Instructions for the task –
Among the records below, count the lines where "UpdateQuestionRequest" occurs, and report that total alone.

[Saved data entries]
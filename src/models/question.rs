// src/models/question.rs

use std::sync::LazyLock;

use regex::Regex;
use serde::{Deserialize, Serialize};
use serde_json::Value;
use sqlx::FromRow;
use validator::{Validate, ValidationError};

use crate::models::double_option;

/// Closed set of question kinds a template can contain.
/// Mapped to the Postgres enum `question_type`.
#[derive(Debug, Clone, Copy, PartialEq, Eq, Hash, Serialize, Deserialize, sqlx::Type)]
#[sqlx(type_name = "question_type", rename_all = "SCREAMING_SNAKE_CASE")]
#[serde(rename_all = "SCREAMING_SNAKE_CASE")]
pub enum QuestionType {
    Text,
    MultipleChoiceSingle,
    MultipleChoiceMultiple,
    YesNo,
    RatingScale,
    SectionHeader,
}

impl QuestionType {
    pub fn is_multiple_choice(self) -> bool {
        matches!(
            self,
            QuestionType::MultipleChoiceSingle | QuestionType::MultipleChoiceMultiple
        )
    }

    pub fn as_str(self) -> &'static str {
        match self {
            QuestionType::Text => "TEXT",
            QuestionType::MultipleChoiceSingle => "MULTIPLE_CHOICE_SINGLE",
            QuestionType::MultipleChoiceMultiple => "MULTIPLE_CHOICE_MULTIPLE",
            QuestionType::YesNo => "YES_NO",
            QuestionType::RatingScale => "RATING_SCALE",
            QuestionType::SectionHeader => "SECTION_HEADER",
        }
    }
}

impl std::fmt::Display for QuestionType {
    fn fmt(&self, f: &mut std::fmt::Formatter<'_>) -> std::fmt::Result {
        f.write_str(self.as_str())
    }
}

/// The fields shared by template questions and their assigned snapshots.
/// This is the shape the audit type definitions validate and score.
#[derive(Debug, Clone, PartialEq, FromRow, Serialize, Deserialize)]
pub struct QuestionBody {
    pub text: String,
    pub question_type: QuestionType,
    /// Free-form JSON: `{min, max}` for rating scales, a label list for
    /// multiple choice, empty otherwise.
    pub options: Option<Value>,
    pub order: i32,
    pub is_mandatory: bool,
    pub section_id: Option<String>,
    pub scoring_weight: Option<f64>,
}

/// Represents the 'question_templates' table.
#[derive(Debug, Clone, FromRow, Serialize)]
pub struct QuestionTemplate {
    pub id: i64,
    pub audit_template_id: i64,
    #[sqlx(flatten)]
    #[serde(flatten)]
    pub body: QuestionBody,
    pub created_at: chrono::DateTime<chrono::Utc>,
    pub updated_at: chrono::DateTime<chrono::Utc>,
}

/// Represents the 'assigned_questions' table.
/// A frozen copy of a template question taken when the assignment was created.
#[derive(Debug, Clone, FromRow, Serialize)]
pub struct AssignedQuestion {
    pub id: i64,
    pub audit_assignment_id: i64,
    /// Audit trail back to the template question this was cloned from.
    pub original_question_template_id: Option<i64>,
    #[sqlx(flatten)]
    #[serde(flatten)]
    pub body: QuestionBody,
    pub created_at: chrono::DateTime<chrono::Utc>,
    pub updated_at: chrono::DateTime<chrono::Utc>,
}

static SECTION_ID_RE: LazyLock<Regex> =
    LazyLock::new(|| Regex::new(r"^[a-z0-9_]{1,255}$").expect("section id pattern compiles"));

fn validate_section_id(section_id: &str) -> Result<(), ValidationError> {
    if !SECTION_ID_RE.is_match(section_id) {
        return Err(ValidationError::new("invalid_section_id"));
    }
    Ok(())
}

fn validate_section_patch(section_id: &Option<Option<String>>) -> Result<(), ValidationError> {
    match section_id {
        Some(Some(section_id)) => validate_section_id(section_id),
        _ => Ok(()),
    }
}

fn validate_question_patch(patch: &UpdateQuestionRequest) -> Result<(), ValidationError> {
    validate_section_patch(&patch.section_id)?;
    if let Some(Some(weight)) = patch.scoring_weight {
        if weight < 0.0 {
            return Err(ValidationError::new("negative_scoring_weight"));
        }
    }
    Ok(())
}

fn validate_assigned_patch(patch: &UpdateAssignedQuestionRequest) -> Result<(), ValidationError> {
    validate_section_patch(&patch.section_id)
}

fn default_true() -> bool {
    true
}

/// DTO for adding a question to a template.
#[derive(Debug, Deserialize, Validate)]
pub struct CreateQuestionRequest {
    #[validate(length(min = 1, max = 2000))]
    pub text: String,
    pub question_type: QuestionType,
    pub options: Option<Value>,
    #[validate(range(min = 0))]
    pub order: i32,
    #[serde(default = "default_true")]
    pub is_mandatory: bool,
    #[validate(custom(function = validate_section_id))]
    pub section_id: Option<String>,
    #[validate(range(min = 0.0))]
    pub scoring_weight: Option<f64>,
}

impl CreateQuestionRequest {
    pub fn into_body(self) -> QuestionBody {
        QuestionBody {
            text: self.text,
            question_type: self.question_type,
            options: self.options,
            order: self.order,
            is_mandatory: self.is_mandatory,
            section_id: self.section_id,
            scoring_weight: self.scoring_weight,
        }
    }
}

/// DTO for updating a template question. Absent fields are left unchanged;
/// `options`, `section_id` and `scoring_weight` are cleared by an explicit `null`.
#[derive(Debug, Deserialize, Validate)]
#[validate(schema(function = validate_question_patch))]
pub struct UpdateQuestionRequest {
    #[validate(length(min = 1, max = 2000))]
    pub text: Option<String>,
    pub question_type: Option<QuestionType>,
    #[serde(default, deserialize_with = "double_option")]
    pub options: Option<Option<Value>>,
    #[validate(range(min = 0))]
    pub order: Option<i32>,
    pub is_mandatory: Option<bool>,
    #[serde(default, deserialize_with = "double_option")]
    pub section_id: Option<Option<String>>,
    #[serde(default, deserialize_with = "double_option")]
    pub scoring_weight: Option<Option<f64>>,
}

impl UpdateQuestionRequest {
    /// Merges the patch onto `current` so the result can be validated
    /// before anything is written.
    pub fn apply(self, current: &QuestionBody) -> QuestionBody {
        QuestionBody {
            text: self.text.unwrap_or_else(|| current.text.clone()),
            question_type: self.question_type.unwrap_or(current.question_type),
            options: self.options.unwrap_or_else(|| current.options.clone()),
            order: self.order.unwrap_or(current.order),
            is_mandatory: self.is_mandatory.unwrap_or(current.is_mandatory),
            section_id: self.section_id.unwrap_or_else(|| current.section_id.clone()),
            scoring_weight: self.scoring_weight.unwrap_or(current.scoring_weight),
        }
    }
}

/// DTO for editing an assigned question snapshot.
/// `question_type` is accepted only so a change attempt can be rejected.
#[derive(Debug, Deserialize, Validate)]
#[validate(schema(function = validate_assigned_patch))]
pub struct UpdateAssignedQuestionRequest {
    #[validate(length(min = 1, max = 2000))]
    pub text: Option<String>,
    pub question_type: Option<QuestionType>,
    #[serde(default, deserialize_with = "double_option")]
    pub options: Option<Option<Value>>,
    #[validate(range(min = 0))]
    pub order: Option<i32>,
    pub is_mandatory: Option<bool>,
    #[serde(default, deserialize_with = "double_option")]
    pub section_id: Option<Option<String>>,
}

impl UpdateAssignedQuestionRequest {
    pub fn changes_type(&self, current: QuestionType) -> bool {
        self.question_type.is_some_and(|t| t != current)
    }

    pub fn apply(self, current: &QuestionBody) -> QuestionBody {
        QuestionBody {
            text: self.text.unwrap_or_else(|| current.text.clone()),
            question_type: current.question_type,
            options: self.options.unwrap_or_else(|| current.options.clone()),
            order: self.order.unwrap_or(current.order),
            is_mandatory: self.is_mandatory.unwrap_or(current.is_mandatory),
            section_id: self.section_id.unwrap_or_else(|| current.section_id.clone()),
            scoring_weight: current.scoring_weight,
        }
    }
}

#[cfg(test)]
mod tests {
    use super::*;
    use serde_json::json;

    fn rating_body() -> QuestionBody {
        QuestionBody {
            text: "Is the floor clean?".to_string(),
            question_type: QuestionType::RatingScale,
            options: Some(json!({"min": 1, "max": 5})),
            order: 1,
            is_mandatory: true,
            section_id: Some("shine".to_string()),
            scoring_weight: Some(1.0),
        }
    }

    #[test]
    fn question_type_uses_screaming_snake_case_on_the_wire() {
        let encoded = serde_json::to_value(QuestionType::MultipleChoiceSingle).unwrap();
        assert_eq!(encoded, json!("MULTIPLE_CHOICE_SINGLE"));

        let decoded: QuestionType = serde_json::from_value(json!("YES_NO")).unwrap();
        assert_eq!(decoded, QuestionType::YesNo);
        assert_eq!(QuestionType::RatingScale.to_string(), "RATING_SCALE");
    }

    #[test]
    fn update_patch_keeps_untouched_fields() {
        let patch: UpdateQuestionRequest =
            serde_json::from_value(json!({"text": "Is the bench clean?", "order": 4})).unwrap();
        let merged = patch.apply(&rating_body());

        assert_eq!(merged.text, "Is the bench clean?");
        assert_eq!(merged.order, 4);
        assert_eq!(merged.options, Some(json!({"min": 1, "max": 5})));
        assert_eq!(merged.scoring_weight, Some(1.0));
    }

    #[test]
    fn null_clears_and_absent_keeps() {
        let cleared: UpdateQuestionRequest = serde_json::from_value(json!({
            "options": null,
            "section_id": null,
            "scoring_weight": null
        }))
        .unwrap();
        assert!(cleared.validate().is_ok());
        let merged = cleared.apply(&rating_body());
        assert_eq!(merged.options, None);
        assert_eq!(merged.section_id, None);
        assert_eq!(merged.scoring_weight, None);

        let kept: UpdateAssignedQuestionRequest =
            serde_json::from_value(json!({"text": "Is the aisle clear?"})).unwrap();
        let merged = kept.apply(&rating_body());
        assert_eq!(merged.section_id.as_deref(), Some("shine"));
        assert_eq!(merged.options, Some(json!({"min": 1, "max": 5})));

        let snapshot_cleared: UpdateAssignedQuestionRequest =
            serde_json::from_value(json!({"section_id": null})).unwrap();
        assert_eq!(snapshot_cleared.apply(&rating_body()).section_id, None);
    }

    #[test]
    fn patches_still_check_section_and_weight() {
        let bad_section: UpdateAssignedQuestionRequest =
            serde_json::from_value(json!({"section_id": "Not A Slug"})).unwrap();
        assert!(bad_section.validate().is_err());

        let bad_weight: UpdateQuestionRequest =
            serde_json::from_value(json!({"scoring_weight": -1.0})).unwrap();
        assert!(bad_weight.validate().is_err());

        let good: UpdateQuestionRequest =
            serde_json::from_value(json!({"section_id": "sort", "scoring_weight": 2.0})).unwrap();
        assert!(good.validate().is_ok());
    }

    #[test]
    fn assigned_patch_never_changes_type_or_weight() {
        let patch: UpdateAssignedQuestionRequest =
            serde_json::from_value(json!({"question_type": "TEXT", "text": "x"})).unwrap();
        assert!(patch.changes_type(QuestionType::RatingScale));
        assert!(!patch.changes_type(QuestionType::Text));

        let merged = patch.apply(&rating_body());
        assert_eq!(merged.question_type, QuestionType::RatingScale);
        assert_eq!(merged.scoring_weight, Some(1.0));
    }

    #[test]
    fn section_id_must_be_a_slug() {
        let bad: CreateQuestionRequest = serde_json::from_value(json!({
            "text": "Q",
            "question_type": "TEXT",
            "order": 1,
            "section_id": "Not A Slug"
        }))
        .unwrap();
        assert!(bad.validate().is_err());

        let good: CreateQuestionRequest = serde_json::from_value(json!({
            "text": "Q",
            "question_type": "TEXT",
            "order": 1,
            "section_id": "set_in_order"
        }))
        .unwrap();
        assert!(good.validate().is_ok());
        assert!(good.is_mandatory);
    }
}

Result of this exercise –
7